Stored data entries
>>>
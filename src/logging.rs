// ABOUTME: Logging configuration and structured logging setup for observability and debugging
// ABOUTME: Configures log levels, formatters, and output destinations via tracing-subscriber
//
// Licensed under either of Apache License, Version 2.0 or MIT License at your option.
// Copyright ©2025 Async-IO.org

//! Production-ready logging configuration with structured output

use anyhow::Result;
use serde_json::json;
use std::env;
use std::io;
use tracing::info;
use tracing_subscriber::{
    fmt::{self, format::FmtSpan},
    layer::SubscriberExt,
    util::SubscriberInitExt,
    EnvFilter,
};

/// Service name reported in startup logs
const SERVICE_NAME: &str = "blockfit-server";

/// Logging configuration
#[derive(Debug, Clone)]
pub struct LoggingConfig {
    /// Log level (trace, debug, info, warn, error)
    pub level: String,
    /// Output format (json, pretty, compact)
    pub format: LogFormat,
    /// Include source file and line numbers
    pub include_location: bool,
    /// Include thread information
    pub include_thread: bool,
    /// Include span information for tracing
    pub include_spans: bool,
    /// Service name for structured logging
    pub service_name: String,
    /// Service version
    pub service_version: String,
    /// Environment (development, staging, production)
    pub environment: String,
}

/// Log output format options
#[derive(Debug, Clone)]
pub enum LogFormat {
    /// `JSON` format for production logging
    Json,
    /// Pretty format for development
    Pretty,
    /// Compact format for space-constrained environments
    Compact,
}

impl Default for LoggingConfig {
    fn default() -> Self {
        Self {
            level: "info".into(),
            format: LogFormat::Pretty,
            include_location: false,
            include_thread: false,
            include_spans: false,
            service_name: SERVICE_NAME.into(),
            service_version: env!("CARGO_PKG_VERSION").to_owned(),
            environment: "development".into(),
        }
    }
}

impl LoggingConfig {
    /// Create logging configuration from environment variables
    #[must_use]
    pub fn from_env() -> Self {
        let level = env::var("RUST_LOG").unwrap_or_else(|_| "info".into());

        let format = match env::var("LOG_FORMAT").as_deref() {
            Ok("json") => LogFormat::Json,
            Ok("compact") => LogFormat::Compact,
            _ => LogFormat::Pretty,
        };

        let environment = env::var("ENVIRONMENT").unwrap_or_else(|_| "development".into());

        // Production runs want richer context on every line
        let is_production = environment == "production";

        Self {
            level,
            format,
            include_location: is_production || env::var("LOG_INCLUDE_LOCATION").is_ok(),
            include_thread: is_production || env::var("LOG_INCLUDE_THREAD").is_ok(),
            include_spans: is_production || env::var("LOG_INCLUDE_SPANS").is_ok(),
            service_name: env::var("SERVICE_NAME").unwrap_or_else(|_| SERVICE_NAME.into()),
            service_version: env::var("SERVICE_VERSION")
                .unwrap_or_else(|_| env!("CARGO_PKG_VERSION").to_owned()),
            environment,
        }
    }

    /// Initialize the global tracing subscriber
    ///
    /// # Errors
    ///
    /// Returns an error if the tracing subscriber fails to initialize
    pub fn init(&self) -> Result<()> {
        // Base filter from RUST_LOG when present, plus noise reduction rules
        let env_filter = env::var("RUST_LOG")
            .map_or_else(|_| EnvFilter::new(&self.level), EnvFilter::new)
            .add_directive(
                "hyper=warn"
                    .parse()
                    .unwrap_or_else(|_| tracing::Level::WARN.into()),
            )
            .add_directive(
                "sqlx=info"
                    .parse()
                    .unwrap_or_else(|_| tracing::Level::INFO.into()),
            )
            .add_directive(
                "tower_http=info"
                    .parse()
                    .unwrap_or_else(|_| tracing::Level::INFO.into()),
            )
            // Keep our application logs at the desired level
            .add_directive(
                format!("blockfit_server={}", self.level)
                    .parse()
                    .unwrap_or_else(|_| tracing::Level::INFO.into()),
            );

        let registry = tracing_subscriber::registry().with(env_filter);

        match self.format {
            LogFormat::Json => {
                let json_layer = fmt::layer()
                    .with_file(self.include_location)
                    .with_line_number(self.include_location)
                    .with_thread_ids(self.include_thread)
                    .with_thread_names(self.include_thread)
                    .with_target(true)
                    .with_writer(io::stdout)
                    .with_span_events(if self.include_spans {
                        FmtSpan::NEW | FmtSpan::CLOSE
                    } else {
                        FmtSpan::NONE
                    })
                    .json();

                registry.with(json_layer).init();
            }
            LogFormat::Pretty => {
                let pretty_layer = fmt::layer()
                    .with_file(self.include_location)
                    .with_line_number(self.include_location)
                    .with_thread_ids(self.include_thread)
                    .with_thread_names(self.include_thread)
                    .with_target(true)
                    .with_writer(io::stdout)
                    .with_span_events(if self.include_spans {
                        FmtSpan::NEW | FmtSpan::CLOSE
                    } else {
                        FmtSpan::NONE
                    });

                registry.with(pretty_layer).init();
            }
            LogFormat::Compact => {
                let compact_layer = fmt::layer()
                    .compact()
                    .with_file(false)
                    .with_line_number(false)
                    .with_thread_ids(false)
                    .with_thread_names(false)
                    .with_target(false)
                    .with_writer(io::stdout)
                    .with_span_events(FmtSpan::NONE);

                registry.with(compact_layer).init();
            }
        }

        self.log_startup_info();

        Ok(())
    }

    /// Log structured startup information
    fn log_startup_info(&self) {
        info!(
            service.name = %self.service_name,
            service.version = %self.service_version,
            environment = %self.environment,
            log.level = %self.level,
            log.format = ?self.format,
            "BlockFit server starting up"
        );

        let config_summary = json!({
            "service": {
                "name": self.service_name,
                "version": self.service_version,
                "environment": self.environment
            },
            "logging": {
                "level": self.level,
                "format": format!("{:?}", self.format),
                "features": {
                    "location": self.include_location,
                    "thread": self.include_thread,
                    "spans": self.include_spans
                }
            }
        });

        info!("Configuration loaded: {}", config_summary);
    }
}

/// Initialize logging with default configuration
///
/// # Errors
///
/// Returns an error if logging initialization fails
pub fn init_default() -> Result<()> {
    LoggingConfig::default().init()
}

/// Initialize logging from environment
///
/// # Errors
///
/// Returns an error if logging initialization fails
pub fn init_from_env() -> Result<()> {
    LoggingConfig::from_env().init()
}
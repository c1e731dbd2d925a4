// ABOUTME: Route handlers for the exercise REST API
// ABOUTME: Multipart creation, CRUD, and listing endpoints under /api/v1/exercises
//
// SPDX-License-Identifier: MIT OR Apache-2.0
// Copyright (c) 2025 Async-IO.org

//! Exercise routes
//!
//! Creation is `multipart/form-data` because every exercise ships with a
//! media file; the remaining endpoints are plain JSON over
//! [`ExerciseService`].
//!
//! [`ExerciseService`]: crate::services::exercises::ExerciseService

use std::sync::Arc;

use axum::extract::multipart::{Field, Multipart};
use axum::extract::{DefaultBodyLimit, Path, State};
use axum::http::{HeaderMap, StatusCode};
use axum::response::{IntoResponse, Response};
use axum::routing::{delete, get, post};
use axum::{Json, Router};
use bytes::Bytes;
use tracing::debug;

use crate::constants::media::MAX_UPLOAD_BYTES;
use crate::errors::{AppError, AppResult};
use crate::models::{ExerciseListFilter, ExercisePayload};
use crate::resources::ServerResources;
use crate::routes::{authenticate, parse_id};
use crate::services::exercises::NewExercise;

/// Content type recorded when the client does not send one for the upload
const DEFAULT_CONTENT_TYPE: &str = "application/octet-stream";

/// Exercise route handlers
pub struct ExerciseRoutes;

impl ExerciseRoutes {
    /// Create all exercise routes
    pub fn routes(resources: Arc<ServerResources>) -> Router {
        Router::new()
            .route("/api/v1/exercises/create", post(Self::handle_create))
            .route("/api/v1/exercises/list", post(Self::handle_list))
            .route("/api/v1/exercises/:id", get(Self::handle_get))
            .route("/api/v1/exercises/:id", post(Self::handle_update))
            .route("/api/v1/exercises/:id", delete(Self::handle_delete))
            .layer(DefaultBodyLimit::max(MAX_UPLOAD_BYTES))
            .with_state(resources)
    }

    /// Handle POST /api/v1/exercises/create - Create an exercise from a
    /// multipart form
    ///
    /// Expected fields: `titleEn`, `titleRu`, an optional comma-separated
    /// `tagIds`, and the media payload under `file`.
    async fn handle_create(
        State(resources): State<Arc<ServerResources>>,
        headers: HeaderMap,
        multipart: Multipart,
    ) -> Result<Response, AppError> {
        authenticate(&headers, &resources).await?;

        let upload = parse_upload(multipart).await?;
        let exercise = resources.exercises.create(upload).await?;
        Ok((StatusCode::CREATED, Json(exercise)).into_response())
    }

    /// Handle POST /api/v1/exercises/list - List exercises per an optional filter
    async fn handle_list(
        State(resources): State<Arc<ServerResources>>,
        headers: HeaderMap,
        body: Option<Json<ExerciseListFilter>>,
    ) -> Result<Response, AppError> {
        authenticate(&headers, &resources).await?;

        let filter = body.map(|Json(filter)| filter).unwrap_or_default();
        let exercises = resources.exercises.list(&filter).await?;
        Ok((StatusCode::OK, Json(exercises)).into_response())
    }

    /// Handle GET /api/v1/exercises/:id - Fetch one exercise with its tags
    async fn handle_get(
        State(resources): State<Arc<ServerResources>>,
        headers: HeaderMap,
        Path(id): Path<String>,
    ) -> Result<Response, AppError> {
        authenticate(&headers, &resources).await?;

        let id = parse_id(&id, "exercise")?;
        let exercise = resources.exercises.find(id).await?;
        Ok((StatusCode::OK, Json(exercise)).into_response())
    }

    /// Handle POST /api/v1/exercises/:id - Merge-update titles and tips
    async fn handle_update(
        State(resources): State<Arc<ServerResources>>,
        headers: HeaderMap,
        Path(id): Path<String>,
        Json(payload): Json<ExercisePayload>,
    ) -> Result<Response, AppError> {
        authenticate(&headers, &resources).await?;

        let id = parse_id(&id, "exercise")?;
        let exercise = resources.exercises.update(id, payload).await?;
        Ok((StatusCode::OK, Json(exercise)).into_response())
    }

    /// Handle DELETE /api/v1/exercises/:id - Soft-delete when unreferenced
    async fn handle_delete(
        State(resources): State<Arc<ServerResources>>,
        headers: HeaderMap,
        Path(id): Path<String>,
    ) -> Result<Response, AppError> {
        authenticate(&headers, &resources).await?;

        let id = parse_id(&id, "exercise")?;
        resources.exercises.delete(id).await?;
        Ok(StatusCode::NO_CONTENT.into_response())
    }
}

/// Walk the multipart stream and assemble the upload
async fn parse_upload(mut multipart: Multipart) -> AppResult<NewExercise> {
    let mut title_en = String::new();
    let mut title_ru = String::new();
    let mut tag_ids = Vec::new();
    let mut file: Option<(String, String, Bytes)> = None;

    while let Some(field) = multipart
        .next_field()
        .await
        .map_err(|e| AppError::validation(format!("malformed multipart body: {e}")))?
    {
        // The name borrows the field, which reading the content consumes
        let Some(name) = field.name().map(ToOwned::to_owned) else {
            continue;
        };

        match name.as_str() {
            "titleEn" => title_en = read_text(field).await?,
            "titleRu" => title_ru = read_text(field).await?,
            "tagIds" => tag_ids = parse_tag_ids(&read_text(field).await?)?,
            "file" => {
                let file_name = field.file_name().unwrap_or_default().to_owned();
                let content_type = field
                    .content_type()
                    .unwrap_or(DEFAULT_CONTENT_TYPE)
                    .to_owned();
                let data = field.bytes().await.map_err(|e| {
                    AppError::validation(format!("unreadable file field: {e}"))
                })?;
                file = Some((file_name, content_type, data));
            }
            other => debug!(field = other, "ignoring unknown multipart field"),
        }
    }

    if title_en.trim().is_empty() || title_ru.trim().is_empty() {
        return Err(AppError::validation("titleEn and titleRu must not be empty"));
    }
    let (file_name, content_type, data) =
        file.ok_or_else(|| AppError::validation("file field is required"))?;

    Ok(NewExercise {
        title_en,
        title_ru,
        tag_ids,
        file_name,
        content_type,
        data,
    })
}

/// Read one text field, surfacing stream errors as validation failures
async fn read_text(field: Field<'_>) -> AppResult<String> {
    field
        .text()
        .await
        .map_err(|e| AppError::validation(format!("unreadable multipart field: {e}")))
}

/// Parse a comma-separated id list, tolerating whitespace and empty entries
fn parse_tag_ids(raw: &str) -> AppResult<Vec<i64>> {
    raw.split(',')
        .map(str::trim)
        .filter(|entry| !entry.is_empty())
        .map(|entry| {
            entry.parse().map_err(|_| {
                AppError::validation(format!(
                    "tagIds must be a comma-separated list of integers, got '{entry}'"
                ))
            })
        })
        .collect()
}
<<<
Exercise prompt: Count the lines above that include the string "stream". Write only the number.

The completed task: 3